I’m a serial tenant.  There’s nothing wrong with renting.  On the whole it’s a worry-free life.  If the washing machine breaks, I call my landlords and they are good people so they get it fixed up as soon as they can.  I rent privately so my exposure to dreaded estate agents is (mercifully) low.  I’m also free to move as frequently as my contract permits, which is flexibility I appreciate.  However I get fed up with the limitations.  It’s hard to have real pride in a place which is never really your own.  And when I want to drill a hole in the wall I want to pick up a drill, not write a carefully worded email (with illustrations) to my landlord.  I wouldn’t mind those tens of thousands of pounds sitting in my name in one of the most consistent investment markets either.  Instead I give them to somebody else to make money for them.

And so it is that every six months or so I go through the optimistic but ultimately heartbreaking process of looking for a place of my own, with the eventual realisation that between arrangement fees, stamp duty, deposit, valuations and the rest, I just can’t afford to buy.  Pretty much the only people I know who can have parental assistance which I would prefer to get by without even if the option existed.
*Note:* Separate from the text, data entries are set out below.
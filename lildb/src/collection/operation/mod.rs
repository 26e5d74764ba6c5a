mod read_operations;
mod write_operations;
mod write_result;

use crate::collection::Document;
use indexmap::IndexMap;

/// Documents keyed by id, in insertion order.
pub(crate) type DocumentMap = IndexMap<String, Document>;

pub(crate) use read_operations::*;
pub(crate) use write_operations::*;
pub(crate) use write_result::*;
use lildb::collection::{group_by, order_by, FindOptions};
use lildb::common::stream::Projection;
use lildb::common::SortOrder;
use lildb::{doc, Value};
use lildb_int_test::test_util::{cleanup, create_test_context, create_test_docs, is_sorted, run_test};

#[test]
fn test_sort_ascending_and_descending() {
    run_test(
        || create_test_context(),
        |ctx| {
            let db = ctx.db();
            db.insert(create_test_docs())?;

            let ages = |options: &FindOptions| -> Vec<i64> {
                db.query(doc! {}, options)
                    .unwrap()
                    .into_documents()
                    .iter()
                    .filter_map(|d| d.get("age").and_then(|v| v.as_i64()).copied())
                    .collect()
            };

            let ascending = ages(&order_by("age", SortOrder::Ascending));
            assert_eq!(ascending, vec![17, 25, 30]);
            assert!(is_sorted(ascending, true));

            let descending = ages(&FindOptions::new().sort_desc("age"));
            assert!(is_sorted(descending, false));
            Ok(())
        },
        |ctx| cleanup(ctx),
    )
}

#[test]
fn test_sort_missing_values_last() {
    run_test(
        || create_test_context(),
        |ctx| {
            let db = ctx.db();
            db.insert(create_test_docs())?;
            let sorted = db
                .query(doc! {}, &FindOptions::new().sort_asc("address.city"))?
                .into_documents();
            let ids: Vec<_> = sorted
                .iter()
                .filter_map(|d| d.get("_id").and_then(|v| v.as_string()).cloned())
                .collect();
            assert_eq!(ids, vec!["p2", "p1", "p3"]);
            Ok(())
        },
        |ctx| cleanup(ctx),
    )
}

#[test]
fn test_group_by_field() {
    run_test(
        || create_test_context(),
        |ctx| {
            let db = ctx.db();
            db.insert(create_test_docs())?;
            let result = db.query(doc! {}, &group_by("last_name"))?;
            let groups = result.groups().unwrap();

            assert_eq!(groups.keys().cloned().collect::<Vec<_>>(), vec!["ln1", "ln2"]);
            assert_eq!(groups["ln2"].len(), 2);
            assert_eq!(result.len(), 2);

            let result = db.query(doc! {}, &group_by("address.city"))?;
            let groups = result.groups().unwrap();
            assert_eq!(groups["undefined"].len(), 1);
            Ok(())
        },
        |ctx| cleanup(ctx),
    )
}

#[test]
fn test_group_sorted_members() {
    run_test(
        || create_test_context(),
        |ctx| {
            let db = ctx.db();
            db.insert(create_test_docs())?;
            let result = db.query(doc! {}, &group_by("last_name").sort_asc("age"))?;
            let ln2 = &result.groups().unwrap()["ln2"];
            assert_eq!(ln2[0].get("_id"), Some(&Value::from("p3")));
            assert_eq!(ln2[1].get("_id"), Some(&Value::from("p2")));
            Ok(())
        },
        |ctx| cleanup(ctx),
    )
}

#[test]
fn test_projection_renames_and_flattens() {
    run_test(
        || create_test_context(),
        |ctx| {
            let db = ctx.db();
            db.insert(create_test_docs())?;
            let projection = Projection::from_document(&doc! { name: "first_name", city: "address.city" })?;
            let result = db
                .query(doc! { _id: "p1" }, &FindOptions::new().project(projection))?
                .into_documents();
            assert_eq!(result, vec![doc! { name: "fn1", city: "Paris" }]);

            let result = db
                .query(doc! { _id: "p3" }, &FindOptions::new().project(Projection::new().field("city", "address.city")))?
                .into_documents();
            assert_eq!(result, vec![doc! { city: null }]);
            Ok(())
        },
        |ctx| cleanup(ctx),
    )
}

#[test]
fn test_group_with_projection() {
    run_test(
        || create_test_context(),
        |ctx| {
            let db = ctx.db();
            db.insert(create_test_docs())?;
            let options = group_by("last_name").project(Projection::new().field("who", "first_name"));
            let result = db.query(doc! {}, &options)?;
            let groups = result.groups().unwrap();
            assert_eq!(groups["ln2"], vec![doc! { who: "fn2" }, doc! { who: "fn3" }]);
            Ok(())
        },
        |ctx| cleanup(ctx),
    )
}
Around a month ago, with a failed attempt to move due to inflated rental rates behind me, I embarked on this process once again.  After a few days of enthusiastic chats with mortgage brokers I drew the sickening conclusion that I could only stretch to buying a house at this stage if I didn’t live in it.  That is to say most brokers would offer me a buy-to-let mortgage with a better rate, lower tax, and higher LTV than an equivalent owner-occupier mortgage.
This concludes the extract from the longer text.